RECORDS FOR THE EXERCISE:

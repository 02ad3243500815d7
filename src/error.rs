//! Error types for the signaling server

/// Result type alias using the signaling Error
pub type Result<T> = std::result::Result<T, Error>;

/// Errors that can occur during signaling operations
#[derive(Debug, thiserror::Error)]
pub enum Error {
    /// Invalid configuration parameter (e.g. empty ICE server list)
    #[error("Invalid configuration: {0}")]
    InvalidConfig(String),

    /// Engine observer registered more than once
    #[error("Handler already registered: {0}")]
    HandlerAlreadyRegistered(String),

    /// Malformed envelope, SDP or candidate payload
    #[error("Parse error: {0}")]
    Parse(String),

    /// Remote answer applied a second time
    #[error("Duplicate answer: {0}")]
    DuplicateAnswer(String),

    /// Engine rejected a single remote ICE candidate
    #[error("Candidate rejected: {0}")]
    CandidateRejected(String),

    /// Operation not valid in the session's current state
    #[error("Invalid session state: {0}")]
    InvalidState(String),

    /// Session not found in the registry
    #[error("Session not found: {0}")]
    SessionNotFound(String),

    /// Session identifier already present in the registry
    #[error("Session already exists: {0}")]
    DuplicateSession(String),

    /// Engine-reported failure during offer/answer negotiation
    #[error("Negotiation failed: {0}")]
    NegotiationFailed(String),

    /// Engine operation error outside of a negotiation step
    #[error("Engine error: {0}")]
    EngineError(String),

    /// WebSocket transport error
    #[error("WebSocket error: {0}")]
    WebSocketError(String),

    /// Serialization/deserialization error on the wire envelope
    #[error("Serialization error: {0}")]
    SerializationError(String),

    /// I/O error
    #[error("I/O error: {0}")]
    IoError(#[from] std::io::Error),

    /// Any other error
    #[error(transparent)]
    Other(#[from] anyhow::Error),
}

impl Error {
    /// Check if this error moved (or should move) its session to `Failed`
    pub fn is_session_fatal(&self) -> bool {
        matches!(self, Error::NegotiationFailed(_) | Error::EngineError(_))
    }

    /// Check if this error is a configuration error
    pub fn is_config_error(&self) -> bool {
        matches!(self, Error::InvalidConfig(_))
    }

    /// Check if this error is recoverable for the session that caused it
    ///
    /// Recoverable errors are reported to the peer or logged without a state
    /// change; the session keeps negotiating.
    pub fn is_recoverable(&self) -> bool {
        matches!(
            self,
            Error::Parse(_)
                | Error::DuplicateAnswer(_)
                | Error::CandidateRejected(_)
                | Error::SessionNotFound(_)
        )
    }
}
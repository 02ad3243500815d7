//! Signaling session state machine
//!
//! One [`SignalingSession`] exists per client connection. It exclusively owns
//! its negotiation engine and mediates every call into it. All mutation goes
//! through a per-session `tokio::sync::Mutex`: holding it across the engine
//! awaits means no two negotiation operations are ever in flight for one
//! session, and engine callbacks (which arrive on arbitrary tasks) are applied
//! strictly serialized against inbound client messages.

use crate::engine::{EngineEvent, EngineFactory, NegotiationEngine};
use crate::protocol::{IceCandidate, OutboundMessage, SdpKind, SessionDescription};
use crate::{Error, Result};
use std::sync::Arc;
use tokio::sync::{mpsc, Mutex, MutexGuard};
use tracing::{debug, info, warn};

/// Signaling session state
#[derive(Debug, Clone, Copy, PartialEq, Eq)]
pub enum SessionState {
    /// Session registered, engine not yet created
    Created,
    /// Engine created, observer registered, no offer yet
    Negotiating,
    /// Local offer applied to the engine and handed out for transmission
    LocalOfferSet,
    /// Remote answer applied, waiting for the transport to connect
    RemoteAnswerApplied,
    /// Engine reported the transport connected
    Established,
    /// Unrecoverable negotiation or engine failure (terminal)
    Failed,
    /// Connection torn down (terminal)
    Closed,
}

impl SessionState {
    /// True for states no transition may leave
    pub fn is_terminal(self) -> bool {
        matches!(self, SessionState::Failed | SessionState::Closed)
    }
}

struct SessionInner {
    state: SessionState,
    engine: Option<Arc<dyn NegotiationEngine>>,
    local_description: Option<SessionDescription>,
    remote_description: Option<SessionDescription>,
    /// Remote candidates waiting for the remote description, in arrival order
    pending_remote_candidates: Vec<IceCandidate>,
}

/// State machine for one peer negotiation
pub struct SignalingSession {
    id: String,
    ice_servers: Vec<String>,
    inner: Mutex<SessionInner>,
    outbound: mpsc::Sender<OutboundMessage>,
}

impl std::fmt::Debug for SignalingSession {
    fn fmt(&self, f: &mut std::fmt::Formatter<'_>) -> std::fmt::Result {
        f.debug_struct("SignalingSession")
            .field("id", &self.id)
            .field("ice_servers", &self.ice_servers)
            .finish_non_exhaustive()
    }
}

impl SignalingSession {
    /// Create a session in `Created` with no engine attached
    pub fn new(
        id: String,
        ice_servers: Vec<String>,
        outbound: mpsc::Sender<OutboundMessage>,
    ) -> Arc<Self> {
        Arc::new(Self {
            id,
            ice_servers,
            inner: Mutex::new(SessionInner {
                state: SessionState::Created,
                engine: None,
                local_description: None,
                remote_description: None,
                pending_remote_candidates: Vec::new(),
            }),
            outbound,
        })
    }

    /// Session identifier
    pub fn id(&self) -> &str {
        &self.id
    }

    /// Current state
    pub async fn state(&self) -> SessionState {
        self.inner.lock().await.state
    }

    /// The remote description, once applied
    pub async fn remote_description(&self) -> Option<SessionDescription> {
        self.inner.lock().await.remote_description.clone()
    }

    /// Number of remote candidates buffered for the remote description
    pub async fn pending_candidate_count(&self) -> usize {
        self.inner.lock().await.pending_remote_candidates.len()
    }

    /// Create the engine and register this session as its observer
    ///
    /// Valid only from `Created`. The observer holds a weak handle back to
    /// the session, so a session dropped from the registry never keeps
    /// itself alive through late engine callbacks.
    pub async fn establish(self: &Arc<Self>, factory: &dyn EngineFactory) -> Result<()> {
        let mut inner = self.inner.lock().await;
        if inner.state != SessionState::Created {
            return Err(Error::InvalidState(format!(
                "establish is only valid in Created, session {} is {:?}",
                self.id, inner.state
            )));
        }
        if self.ice_servers.is_empty() {
            return Err(Error::InvalidConfig(
                "ICE server list is empty".to_string(),
            ));
        }

        let engine = factory.create(&self.ice_servers).await?;

        let weak = Arc::downgrade(self);
        engine.register_observer(Box::new(move |event| {
            let weak = weak.clone();
            Box::pin(async move {
                if let Some(session) = weak.upgrade() {
                    session.handle_engine_event(event).await;
                }
            })
        }))?;

        inner.engine = Some(engine);
        inner.state = SessionState::Negotiating;
        debug!(session_id = %self.id, "session established, negotiating");
        Ok(())
    }

    /// Generate and apply the local offer, returning the SDP to transmit
    ///
    /// Valid only from `Negotiating`. Engine failure moves the session to
    /// `Failed` and surfaces as `NegotiationFailed`.
    pub async fn initiate_offer(&self) -> Result<String> {
        let mut inner = self.inner.lock().await;
        if inner.state != SessionState::Negotiating {
            return Err(Error::InvalidState(format!(
                "offer initiation is only valid in Negotiating, session {} is {:?}",
                self.id, inner.state
            )));
        }
        let engine = Self::engine_handle(&self.id, &inner)?;

        let offer = match engine.create_offer().await {
            Ok(offer) => offer,
            Err(e) => {
                inner.state = SessionState::Failed;
                warn!(session_id = %self.id, "offer creation failed: {}", e);
                return Err(Error::NegotiationFailed(format!(
                    "offer creation failed: {}",
                    e
                )));
            }
        };

        if let Err(e) = engine.set_local_description(offer.clone()).await {
            inner.state = SessionState::Failed;
            warn!(session_id = %self.id, "setting local description failed: {}", e);
            return Err(Error::NegotiationFailed(format!(
                "setting local description failed: {}",
                e
            )));
        }

        let sdp = offer.sdp.clone();
        inner.local_description = Some(offer);
        inner.state = SessionState::LocalOfferSet;
        info!(session_id = %self.id, "local offer set");
        Ok(sdp)
    }

    /// Apply the remote answer and flush buffered candidates
    ///
    /// Valid only from `LocalOfferSet`. A second answer is rejected with
    /// `DuplicateAnswer` and leaves the session untouched; the protocol
    /// assigns no meaning to applying an answer twice.
    pub async fn apply_remote_answer(&self, answer: SessionDescription) -> Result<()> {
        let mut inner = self.inner.lock().await;
        match inner.state {
            SessionState::LocalOfferSet => {}
            SessionState::RemoteAnswerApplied | SessionState::Established => {
                return Err(Error::DuplicateAnswer(format!(
                    "session {} already applied a remote answer",
                    self.id
                )));
            }
            other => {
                return Err(Error::InvalidState(format!(
                    "answer not expected in state {:?} for session {}",
                    other, self.id
                )));
            }
        }
        if answer.kind != SdpKind::Answer {
            return Err(Error::Parse(format!(
                "expected an answer description, got {:?}",
                answer.kind
            )));
        }

        let engine = Self::engine_handle(&self.id, &inner)?;
        if let Err(e) = engine.set_remote_description(answer.clone()).await {
            inner.state = SessionState::Failed;
            warn!(session_id = %self.id, "applying remote answer failed: {}", e);
            return Err(Error::NegotiationFailed(format!(
                "applying remote answer failed: {}",
                e
            )));
        }

        inner.remote_description = Some(answer);
        inner.state = SessionState::RemoteAnswerApplied;
        info!(session_id = %self.id, "remote answer applied");

        // Flush buffered candidates in arrival order, exactly once. A single
        // bad candidate is not fatal to the session.
        let queued = std::mem::take(&mut inner.pending_remote_candidates);
        for candidate in queued {
            if let Err(e) = engine.add_ice_candidate(candidate).await {
                warn!(session_id = %self.id, "buffered candidate rejected by engine: {}", e);
            }
        }

        Ok(())
    }

    /// Ingest a remote ICE candidate
    ///
    /// Buffered while the remote description is absent, forwarded to the
    /// engine immediately otherwise. Dropped silently in terminal states.
    /// Engine rejection surfaces as `CandidateRejected`; like a rejection
    /// during the buffered flush, it leaves the session negotiating.
    pub async fn add_remote_candidate(&self, candidate: IceCandidate) -> Result<()> {
        let mut inner = self.inner.lock().await;
        if inner.state.is_terminal() {
            debug!(session_id = %self.id, "dropping remote candidate for terminal session");
            return Ok(());
        }
        if inner.remote_description.is_none() {
            inner.pending_remote_candidates.push(candidate);
            debug!(
                session_id = %self.id,
                queued = inner.pending_remote_candidates.len(),
                "buffered remote candidate until remote description"
            );
            return Ok(());
        }

        let engine = Self::engine_handle(&self.id, &inner)?;
        if let Err(e) = engine.add_ice_candidate(candidate).await {
            warn!(session_id = %self.id, "remote candidate rejected by engine: {}", e);
            return Err(Error::CandidateRejected(e.to_string()));
        }
        Ok(())
    }

    /// Send a failure report to the peer without changing state
    ///
    /// Non-blocking: the task draining the outbound queue may be the caller,
    /// so a full queue drops the report instead of waiting for space.
    pub fn notify_error(&self, detail: String) {
        if let Err(e) = self.outbound.try_send(OutboundMessage::Error { detail }) {
            debug!(session_id = %self.id, "error report dropped: {}", e);
        }
    }

    /// Apply one engine observer event
    ///
    /// Terminal-state checks happen under the session lock, so a callback
    /// racing connection teardown is detected and discarded here.
    pub(crate) async fn handle_engine_event(&self, event: EngineEvent) {
        let mut inner = self.inner.lock().await;
        if inner.state.is_terminal() {
            debug!(session_id = %self.id, "discarding engine event after teardown");
            return;
        }

        match event {
            EngineEvent::CandidateDiscovered(candidate) => {
                // State consulted above; the send itself mutates nothing
                drop(inner);
                if self
                    .outbound
                    .send(OutboundMessage::IceCandidate { candidate })
                    .await
                    .is_err()
                {
                    debug!(session_id = %self.id, "outbound channel closed, candidate dropped");
                }
            }
            EngineEvent::Connected => {
                if inner.state == SessionState::RemoteAnswerApplied {
                    inner.state = SessionState::Established;
                    info!(session_id = %self.id, "session established");
                } else {
                    debug!(
                        session_id = %self.id,
                        state = ?inner.state,
                        "connected report ignored outside RemoteAnswerApplied"
                    );
                }
            }
            EngineEvent::Failed(reason) => {
                warn!(session_id = %self.id, "engine reported failure: {}", reason);
                inner.state = SessionState::Failed;
                drop(inner);
                self.notify_error(reason);
            }
        }
    }

    /// Release the engine and discard buffered candidates
    ///
    /// Moves any non-terminal session to `Closed`; a `Failed` session keeps
    /// its state but still has its engine released. Idempotent.
    pub async fn close(&self) {
        let mut inner = self.inner.lock().await;
        inner.pending_remote_candidates.clear();
        if !inner.state.is_terminal() {
            inner.state = SessionState::Closed;
            info!(session_id = %self.id, "session closed");
        }
        if let Some(engine) = inner.engine.take() {
            if let Err(e) = engine.close().await {
                warn!(session_id = %self.id, "error closing engine: {}", e);
            }
        }
    }

    fn engine_handle(
        id: &str,
        inner: &MutexGuard<'_, SessionInner>,
    ) -> Result<Arc<dyn NegotiationEngine>> {
        inner
            .engine
            .clone()
            .ok_or_else(|| Error::InvalidState(format!("session {} has no engine", id)))
    }
}
use crate::{Device, Kind, Layout};

/// Failures reported by the native runtime.
///
/// These cross the boundary into `kiln-core` unchanged.
#[derive(Debug, Clone, PartialEq, thiserror::Error)]
pub enum NativeError {
    #[error("device {0} is not available")]
    UnsupportedDevice(Device),

    #[error("layout {layout} is not supported by {op}")]
    UnsupportedLayout { op: &'static str, layout: Layout },

    #[error("only dense CPU tensors can be pinned, got device {0}")]
    PinnedMemory(Device),

    #[error("only floating point and complex tensors can require grad, got {0}")]
    GradOnNonFloating(Kind),

    #[error("{op}: shape mismatch, expected {expected:?}, got {got:?}")]
    ShapeMismatch {
        op: &'static str,
        expected: Vec<usize>,
        got: Vec<usize>,
    },

    #[error("{op}: expected dtype {expected}, got {got}")]
    DTypeMismatch {
        op: &'static str,
        expected: Kind,
        got: Kind,
    },

    #[error("{op}: expected device {expected}, got {got}")]
    DeviceMismatch {
        op: &'static str,
        expected: Device,
        got: Device,
    },

    #[error("{0} is not supported for dtype {1}")]
    UnsupportedKind(&'static str, Kind),

    #[error("invalid argument: {0}")]
    InvalidArgument(String),

    #[error("allocation of {numel} elements of {kind} failed")]
    AllocationFailed { kind: Kind, numel: usize },

    #[error("no tensor named '{0}'")]
    MissingEntry(String),
}
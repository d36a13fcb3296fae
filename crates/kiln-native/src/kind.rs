use std::fmt;

use serde::{Deserialize, Serialize};

/// Runtime element-type tag carried by every native resource.
#[derive(Debug, Clone, Copy, PartialEq, Eq, Hash, Serialize, Deserialize)]
pub enum Kind {
    Bool,
    Uint8,
    Int8,
    Int16,
    Int32,
    Int64,
    Half,
    BFloat16,
    Float,
    Double,
    /// Two `f32` components.
    ComplexFloat,
    /// Two `f64` components.
    ComplexDouble,
}

impl Kind {
    /// Size in bytes of a single element.
    pub fn element_size(&self) -> usize {
        match self {
            Kind::Bool | Kind::Uint8 | Kind::Int8 => 1,
            Kind::Int16 | Kind::Half | Kind::BFloat16 => 2,
            Kind::Int32 | Kind::Float => 4,
            Kind::Int64 | Kind::Double | Kind::ComplexFloat => 8,
            Kind::ComplexDouble => 16,
        }
    }

    pub fn is_floating_point(&self) -> bool {
        matches!(self, Kind::Half | Kind::BFloat16 | Kind::Float | Kind::Double)
    }

    pub fn is_complex(&self) -> bool {
        matches!(self, Kind::ComplexFloat | Kind::ComplexDouble)
    }

    /// Whether tensors of this kind may track gradients.
    pub fn supports_grad(&self) -> bool {
        self.is_floating_point() || self.is_complex()
    }
}

impl fmt::Display for Kind {
    fn fmt(&self, f: &mut fmt::Formatter<'_>) -> fmt::Result {
        let name = match self {
            Kind::Bool => "bool",
            Kind::Uint8 => "uint8",
            Kind::Int8 => "int8",
            Kind::Int16 => "int16",
            Kind::Int32 => "int32",
            Kind::Int64 => "int64",
            Kind::Half => "float16",
            Kind::BFloat16 => "bfloat16",
            Kind::Float => "float32",
            Kind::Double => "float64",
            Kind::ComplexFloat => "complex64",
            Kind::ComplexDouble => "complex128",
        };
        f.write_str(name)
    }
}
//! Boundary with named-tensor codecs.
//!
//! A codec hands out native resources that may alias storage it keeps for
//! itself. Loading through [`Tensor::from_source`] or
//! [`AnyTensor::from_source`] always copies first, so the returned handle
//! owns its resource outright.

use std::collections::BTreeMap;

use kiln_native::{NativeError, NativeResult, RawTensor};
use serde::{Deserialize, Serialize};

use crate::{AnyTensor, DType, Element, Result, Tensor};

/// A store of native tensors addressed by name.
pub trait TensorSource {
    /// The resource stored as `name`. It may share storage with the source.
    fn load(&self, name: &str) -> NativeResult<RawTensor>;

    fn names(&self) -> Vec<String>;
}

/// Summary of one archived tensor.
#[derive(Debug, Clone, PartialEq, Eq, Serialize, Deserialize)]
pub struct ArchiveEntry {
    pub name: String,
    pub dtype: DType,
    pub shape: Vec<usize>,
}

/// In-memory [`TensorSource`].
#[derive(Default)]
pub struct TensorArchive {
    entries: BTreeMap<String, RawTensor>,
}

impl TensorArchive {
    pub fn new() -> Self {
        Self::default()
    }

    /// Store a copy of `tensor` as `name`, replacing any previous entry.
    pub fn insert<D: Element>(&mut self, name: impl Into<String>, tensor: &Tensor<D>) {
        self.entries.insert(name.into(), tensor.native().deep_clone());
    }

    pub fn remove(&mut self, name: &str) -> bool {
        self.entries.remove(name).is_some()
    }

    pub fn len(&self) -> usize {
        self.entries.len()
    }

    pub fn is_empty(&self) -> bool {
        self.entries.is_empty()
    }

    /// Entries sorted by name.
    pub fn manifest(&self) -> Vec<ArchiveEntry> {
        self.entries
            .iter()
            .map(|(name, raw)| ArchiveEntry {
                name: name.clone(),
                dtype: DType::from_kind(raw.kind()),
                shape: raw.shape().dims().to_vec(),
            })
            .collect()
    }
}

impl TensorSource for TensorArchive {
    /// Hands out an alias of the archived storage.
    fn load(&self, name: &str) -> NativeResult<RawTensor> {
        self.entries
            .get(name)
            .map(RawTensor::shallow_clone)
            .ok_or_else(|| NativeError::MissingEntry(name.to_string()))
    }

    fn names(&self) -> Vec<String> {
        self.entries.keys().cloned().collect()
    }
}

impl<D: Element> Tensor<D> {
    /// Load `name` from `source` into an independently owned tensor.
    pub fn from_source(source: &impl TensorSource, name: &str) -> Result<Tensor<D>> {
        let aliased = source.load(name)?;
        Tensor::try_from_raw(aliased.deep_clone())
    }
}

impl AnyTensor {
    /// Like [`Tensor::from_source`], with the element type taken from the
    /// stored resource.
    pub fn from_source(source: &impl TensorSource, name: &str) -> Result<AnyTensor> {
        let aliased = source.load(name)?;
        AnyTensor::from_raw(aliased.deep_clone())
    }
}

#[cfg(test)]
mod tests {
    use super::*;
    use crate::creation::{arange, eye};
    use crate::KilnError;
    use kiln_native::{Runtime, RuntimeConfig};

    fn archive(rt: &Runtime) -> TensorArchive {
        let mut archive = TensorArchive::new();
        archive.insert("weight", &eye(rt, 2).build().unwrap());
        archive.insert("index", &arange(rt, 4).build().unwrap());
        archive
    }

    #[test]
    fn test_loaded_tensors_do_not_alias_the_archive() {
        let rt = Runtime::new(RuntimeConfig::default());
        let archive = archive(&rt);
        assert_eq!(rt.live_allocations(), 2);

        let w = Tensor::<f32>::from_source(&archive, "weight").unwrap();
        assert_eq!(rt.live_allocations(), 3);
        drop(archive);
        assert_eq!(rt.live_allocations(), 1);
        assert_eq!(w.to_vec().unwrap(), vec![1.0, 0.0, 0.0, 1.0]);
    }

    #[test]
    fn test_typed_and_dynamic_loads() {
        let rt = Runtime::new(RuntimeConfig::default());
        let archive = archive(&rt);

        let any = AnyTensor::from_source(&archive, "index").unwrap();
        assert_eq!(any.dtype(), DType::Int64);

        let err = Tensor::<f64>::from_source(&archive, "index").unwrap_err();
        assert!(matches!(err, KilnError::ResourceInvariantViolation { .. }));

        let missing = Tensor::<f32>::from_source(&archive, "bias").unwrap_err();
        assert_eq!(
            missing,
            KilnError::Native(NativeError::MissingEntry("bias".into()))
        );
        assert_eq!(rt.live_allocations(), 3);
    }

    #[test]
    fn test_manifest() {
        let rt = Runtime::new(RuntimeConfig::default());
        let mut archive = archive(&rt);
        assert_eq!(archive.names(), vec!["index".to_string(), "weight".to_string()]);

        let manifest = archive.manifest();
        assert_eq!(
            manifest[1],
            ArchiveEntry {
                name: "weight".into(),
                dtype: DType::Float32,
                shape: vec![2, 2],
            }
        );
        let json = serde_json::to_string(&manifest[0]).unwrap();
        assert_eq!(json, r#"{"name":"index","dtype":"int64","shape":[4]}"#);

        assert!(archive.remove("index"));
        assert_eq!(archive.len(), 1);
        assert!(!archive.is_empty());
    }
}
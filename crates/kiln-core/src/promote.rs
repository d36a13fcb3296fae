//! Literal classification and range-result inference.
//!
//! Every rule here exists twice: once over runtime [`Scalar`] values, which is
//! what the dispatcher feeds to the native call, and once over host literal
//! types, which fixes the static element type of the result. The two must
//! agree; checked construction catches any drift between them.

pub use kiln_native::Scalar;

use crate::{DType, Element};

/// Dtype a literal defaults to: booleans to `Bool`, integers to
/// [`DType::DEFAULT_INT`], floats to [`DType::DEFAULT_FLOAT`].
pub fn classify(literal: Scalar) -> DType {
    match literal {
        Scalar::Bool(_) => DType::Bool,
        Scalar::Int(_) => DType::DEFAULT_INT,
        Scalar::Float(_) => DType::DEFAULT_FLOAT,
    }
}

/// Dtype of a range over the three endpoints: floating if any of them is,
/// otherwise the default integer. Booleans count as integral here.
pub fn classify_range_result(start: Scalar, end: Scalar, step: Scalar) -> DType {
    if start.is_floating() || end.is_floating() || step.is_floating() {
        DType::DEFAULT_FLOAT
    } else {
        DType::DEFAULT_INT
    }
}

/// Static classification of a literal type.
pub trait LiteralKind {
    /// Element the literal produces when no dtype is requested.
    type Default: Element;
}

/// Literal kind of `bool`.
pub struct Boolean;
/// Literal kind of the host integer types.
pub struct Integral;
/// Literal kind of `f32` and `f64`.
pub struct Floating;

impl LiteralKind for Boolean {
    type Default = bool;
}

impl LiteralKind for Integral {
    type Default = i64;
}

impl LiteralKind for Floating {
    type Default = f32;
}

/// Range promotion between two literal kinds.
///
/// Implemented for the numeric kinds only, so a `bool` endpoint does not
/// type-check as a range argument.
pub trait Join<Rhs: LiteralKind>: LiteralKind {
    type Output: LiteralKind;
}

impl Join<Integral> for Integral {
    type Output = Integral;
}

impl Join<Floating> for Integral {
    type Output = Floating;
}

impl Join<Integral> for Floating {
    type Output = Floating;
}

impl Join<Floating> for Floating {
    type Output = Floating;
}

/// A host value usable as a fill or range literal.
pub trait Literal: Copy + Into<Scalar> {
    type Kind: LiteralKind;

    fn to_scalar(self) -> Scalar {
        self.into()
    }
}

impl Literal for bool {
    type Kind = Boolean;
}

macro_rules! impl_literal {
    ($kind:ident: $($t:ty),*) => {
        $(
            impl Literal for $t {
                type Kind = $kind;
            }
        )*
    };
}

impl_literal!(Integral: i8, i16, i32, i64, u8, u16, u32);
impl_literal!(Floating: f32, f64);

/// Element a literal of type `L` classifies to.
pub type Classified<L> = <<L as Literal>::Kind as LiteralKind>::Default;

/// Joined literal kind of three range endpoints.
pub type RangeKind<A, B, C> = <<<A as Literal>::Kind as Join<<B as Literal>::Kind>>::Output as Join<
    <C as Literal>::Kind,
>>::Output;

/// Element a range over endpoints of types `A`, `B`, `C` produces.
pub type RangeResult<A, B, C> = <RangeKind<A, B, C> as LiteralKind>::Default;

/// Endpoint triples whose kinds join. Blanket-implemented; use it as a bound.
pub trait RangeLiterals {
    type Output: Element;
}

impl<A, B, C> RangeLiterals for (A, B, C)
where
    A: Literal,
    B: Literal,
    C: Literal,
    A::Kind: Join<B::Kind>,
    <A::Kind as Join<B::Kind>>::Output: Join<C::Kind>,
{
    type Output = RangeResult<A, B, C>;
}

#[cfg(test)]
mod tests {
    use super::*;

    fn static_dtype<L: Literal>(_: L) -> DType {
        <Classified<L> as Element>::DTYPE
    }

    fn static_range<A, B, C>(_: A, _: B, _: C) -> DType
    where
        (A, B, C): RangeLiterals,
    {
        <<(A, B, C) as RangeLiterals>::Output as Element>::DTYPE
    }

    #[test]
    fn test_classify() {
        assert_eq!(classify(Scalar::Bool(true)), DType::Bool);
        assert_eq!(classify(Scalar::Int(3)), DType::Int64);
        assert_eq!(classify(Scalar::Float(3.0)), DType::Float32);
    }

    #[test]
    fn test_classify_range_result() {
        let (i, f) = (Scalar::Int(1), Scalar::Float(0.5));
        assert_eq!(classify_range_result(i, i, i), DType::Int64);
        assert_eq!(classify_range_result(i, f, i), DType::Float32);
        assert_eq!(classify_range_result(f, i, i), DType::Float32);
        assert_eq!(classify_range_result(i, i, f), DType::Float32);
        assert_eq!(classify_range_result(Scalar::Bool(true), i, i), DType::Int64);
    }

    #[test]
    fn test_static_classification_agrees_with_runtime() {
        assert_eq!(static_dtype(true), classify(true.to_scalar()));
        assert_eq!(static_dtype(7u8), classify(7u8.to_scalar()));
        assert_eq!(static_dtype(-7i32), classify((-7i32).to_scalar()));
        assert_eq!(static_dtype(2.5f64), classify(2.5f64.to_scalar()));
        assert_eq!(static_dtype(2.5f32), DType::Float32);
    }

    #[test]
    fn test_static_range_agrees_with_runtime() {
        assert_eq!(static_range(0, 10, 1), DType::Int64);
        assert_eq!(static_range(0, 1.0, 1), DType::Float32);
        assert_eq!(static_range(0.0f64, 10u8, 2i16), DType::Float32);
        assert_eq!(
            static_range(0u32, 3i32, 1i64),
            classify_range_result(Scalar::Int(0), Scalar::Int(3), Scalar::Int(1))
        );
    }
}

EXERCISE: Copy back the listing above exactly, but only from the line with "#[error(transparent)]" through the line with "All mutation goes", both ends included.

RESPONSE FOR THIS EXERCISE:
    #[error(transparent)]
    Other(#[from] anyhow::Error),
}

impl Error {
    /// Check if this error moved (or should move) its session to `Failed`
    pub fn is_session_fatal(&self) -> bool {
        matches!(self, Error::NegotiationFailed(_) | Error::EngineError(_))
    }

    /// Check if this error is a configuration error
    pub fn is_config_error(&self) -> bool {
        matches!(self, Error::InvalidConfig(_))
    }

    /// Check if this error is recoverable for the session that caused it
    ///
    /// Recoverable errors are reported to the peer or logged without a state
    /// change; the session keeps negotiating.
    pub fn is_recoverable(&self) -> bool {
        matches!(
            self,
            Error::Parse(_)
                | Error::DuplicateAnswer(_)
                | Error::CandidateRejected(_)
                | Error::SessionNotFound(_)
        )
    }
}
repository 02ad3243500815d7
//! Signaling session state machine
//!
//! One [`SignalingSession`] exists per client connection. It exclusively owns
//! its negotiation engine and mediates every call into it. All mutation goes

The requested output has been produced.